Publisher's Note: The recent media surrounding the anniversary of this event did little to dispel the concern so many visitors to the Native News Network had just a year ago. This was the number one story in May of 2011. Where do you stand today?
by Levi Rickert, editor-in-chief in Native Condition. Discussion »
People will long remember what they were doing when they heard the news that Osama bin Laden was finally found and killed in a $1 million mansion on a compound in Abbottabad, Pakistan.
As many on in the eastern part of the country were getting ready to go to bed on Sunday night to prepare for another week, network news correspondents broke into their regular broadcasting to inform us that Public Enemy Number One Osama bin Laden had been killed and President Obama would be speaking to the nation. As the nation waited to hear from the president, some talking heads provided misinformation about when bin Laden was killed.
Then the President spoke with a confidence seldom seen these days to report on the mission that killed Osama bin Laden, who was the mastermind of the 9/11 attack.
After President Obama spoke, the television cameras turned to the jubilant crowds outside to the north side of the White House. Here was a crowd of hundreds chanting “U-S-A, U-S-A”, all proud to be Americans.
For a moment we were all Americans. We were not separated by partisan politics. We were not separated by race or ethnicity. We were all Americans.
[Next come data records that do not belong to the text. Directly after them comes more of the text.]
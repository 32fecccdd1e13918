use rq_codec::{FecParameters, RqError};
use rq_core::{F_MAX, T_MAX};

#[test]
fn smallest_legal_object_is_valid() {
    assert!(FecParameters::is_valid(1, 1, 1, 1, 1));
    let p = FecParameters::new(1, 1, 1, 1, 1).unwrap();
    assert_eq!(p.total_symbols(), 1);
    assert_eq!(p.block_symbols(0).unwrap(), 1);
}

#[test]
fn zero_length_object_is_invalid() {
    assert!(!FecParameters::is_valid(0, 100, 1, 1, 1));
    assert_eq!(
        FecParameters::new(0, 100, 1, 1, 1),
        Err(RqError::InvalidParameters)
    );
}

#[test]
fn maximal_object_validates_without_overflow() {
    // F_MAX = Kt_max * T_max exactly; Z must be 256 to cover it.
    assert!(FecParameters::is_valid(F_MAX, T_MAX, 256, 1, 1));
    assert!(!FecParameters::is_valid(F_MAX, T_MAX, 255, 1, 1));
}

#[test]
fn object_over_the_symbol_ceiling_is_invalid() {
    // One byte past Kt_max * T_max overflows the F domain itself.
    assert!(!FecParameters::is_valid(F_MAX + 1, T_MAX, 256, 1, 1));
    // Within the F domain but over ceil(F/T) <= Kt_max for a small T.
    assert!(!FecParameters::is_valid(F_MAX, 1, 256, 1, 1));
}

#[test]
fn alignment_must_divide_symbol_size() {
    assert!(FecParameters::is_valid(1000, 100, 1, 1, 4));
    assert!(!FecParameters::is_valid(1000, 102, 1, 1, 4));
    assert!(!FecParameters::is_valid(1000, 100, 1, 1, 0));
}

#[test]
fn block_bounds_are_enforced() {
    assert!(!FecParameters::is_valid(1000, 100, 0, 1, 1));
    // More blocks than symbols leaves empty blocks.
    assert!(!FecParameters::is_valid(1000, 100, 11, 1, 1));
    assert!(FecParameters::is_valid(1000, 100, 10, 1, 1));
}

#[test]
fn partition_splits_symbols_deterministically() {
    // Kt = 25 over 2 blocks: 13 + 12.
    let p = FecParameters::new(100, 4, 2, 1, 4).unwrap();
    assert_eq!(p.total_symbols(), 25);
    let (kl, ks, zl, zs) = p.block_partition();
    assert_eq!((kl, ks, zl, zs), (13, 12, 1, 1));
    assert_eq!(p.block_symbols(0).unwrap(), 13);
    assert_eq!(p.block_symbols(1).unwrap(), 12);
    assert_eq!(p.block_offset(0).unwrap(), 0);
    assert_eq!(p.block_offset(1).unwrap(), 13);
    assert_eq!(p.block_symbols(2), Err(RqError::InvalidParameters));
}

#[test]
fn derivation_respects_payload_and_memory_budget() {
    let p = FecParameters::derive(100_000, 1400, 64 * 1024).unwrap();
    // T is the aligned payload cap.
    assert_eq!(p.symbol_size(), 1400);
    assert_eq!(p.alignment(), 4);
    // Every block fits the decodable budget at the derived sub-blocking:
    // K * (Al * ceil(T / (Al * N))) <= WS.
    let al = p.alignment() as u64;
    let sub = al * (p.symbol_size() as u64).div_ceil(al * p.sub_blocks() as u64);
    for sbn in 0..p.source_blocks() {
        let k = p.block_symbols(sbn as u8).unwrap();
        assert!(k as u64 * sub <= 64 * 1024);
    }
    // The blocks jointly cover Kt.
    let total: u64 = (0..p.source_blocks())
        .map(|sbn| p.block_symbols(sbn as u8).unwrap() as u64)
        .sum();
    assert_eq!(total, p.total_symbols());
}

#[test]
fn derivation_rejects_hopeless_constraints() {
    // Payload below the alignment floor.
    assert!(FecParameters::derive(1000, 3, 1 << 20).is_err());
    // Memory budget too small for even the smallest ladder entry.
    assert!(FecParameters::derive(u32::MAX as u64, 1400, 100).is_err());
}

#[test]
fn oti_roundtrips_parameters() {
    let p = FecParameters::new(10_000, 100, 1, 1, 4).unwrap();
    let oti = p.to_oti();
    let mut buf = [0u8; 12];
    oti.to_bytes(&mut buf).unwrap();
    let back = FecParameters::from_oti(&rq_codec::Oti::from_bytes(&buf).unwrap()).unwrap();
    assert_eq!(back, p);
}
Then Monday we were informed the code name for the operation was Operation Geronimo and the code term used by the Navy Seals to inform the National Security Council, including President Obama, that Osama bin Laden was indeed dead was Geronimo EKIA (EKIA = Enemy Killed in Action).
At first I thought the name Geronimo was invoked the way it is used for kids jumping out of trees or those parachuting out of planes yell “Geronimo!”
That is where the comparison between Geronimo and Osama bin Laden should have ended. Geronimo was no Osama.
Unfortunately, upon further examination I discovered the name was used because Geronimo was the one American Indian warrior who evaded the United States the most. He was hard to capture.
To American Indians, Geronimo was an Apache warrior. Geronimo represents one of the most valiant American Indian warriors in history and remains a heroic figure.
It should be noted, Geronimo never attacked the United States as Osama bin Laden’s Al Qaeda did. Just as our brave men and women soldiers of today’s United States military forces serve to protect American soil, so did Geronimo. He fought the United States government as it was taking Apache land.
There is a major difference between plotting a plan to attack on foreign soil, as Osama did on 9/11 and defending tribal land, as Geronimo did.
The usage of American Indians names or caricatures has always been part of US history. Beginning at the Boston Tea Party with a bunch of non-Indians camouflaging as Indians, dumped tea into the Boston Harbor.
Americans fascination with Indian names is a rip-off of a people that have constantly fought for their very existence in American society, from sports mascots to names of products, such as the Apache helicopter.
The usage of Geronimo’s name by the US government was inappropriate when it comes to the operation to apprehend or kill Osama bin Laden. It was inappropriate because even today, on a percentage basis, American Indian women and men serve in the US armed forces at a higher rate than do non-Indians.
The usage of Geronimo’s name was very inappropriate because Geronimo was no Osama.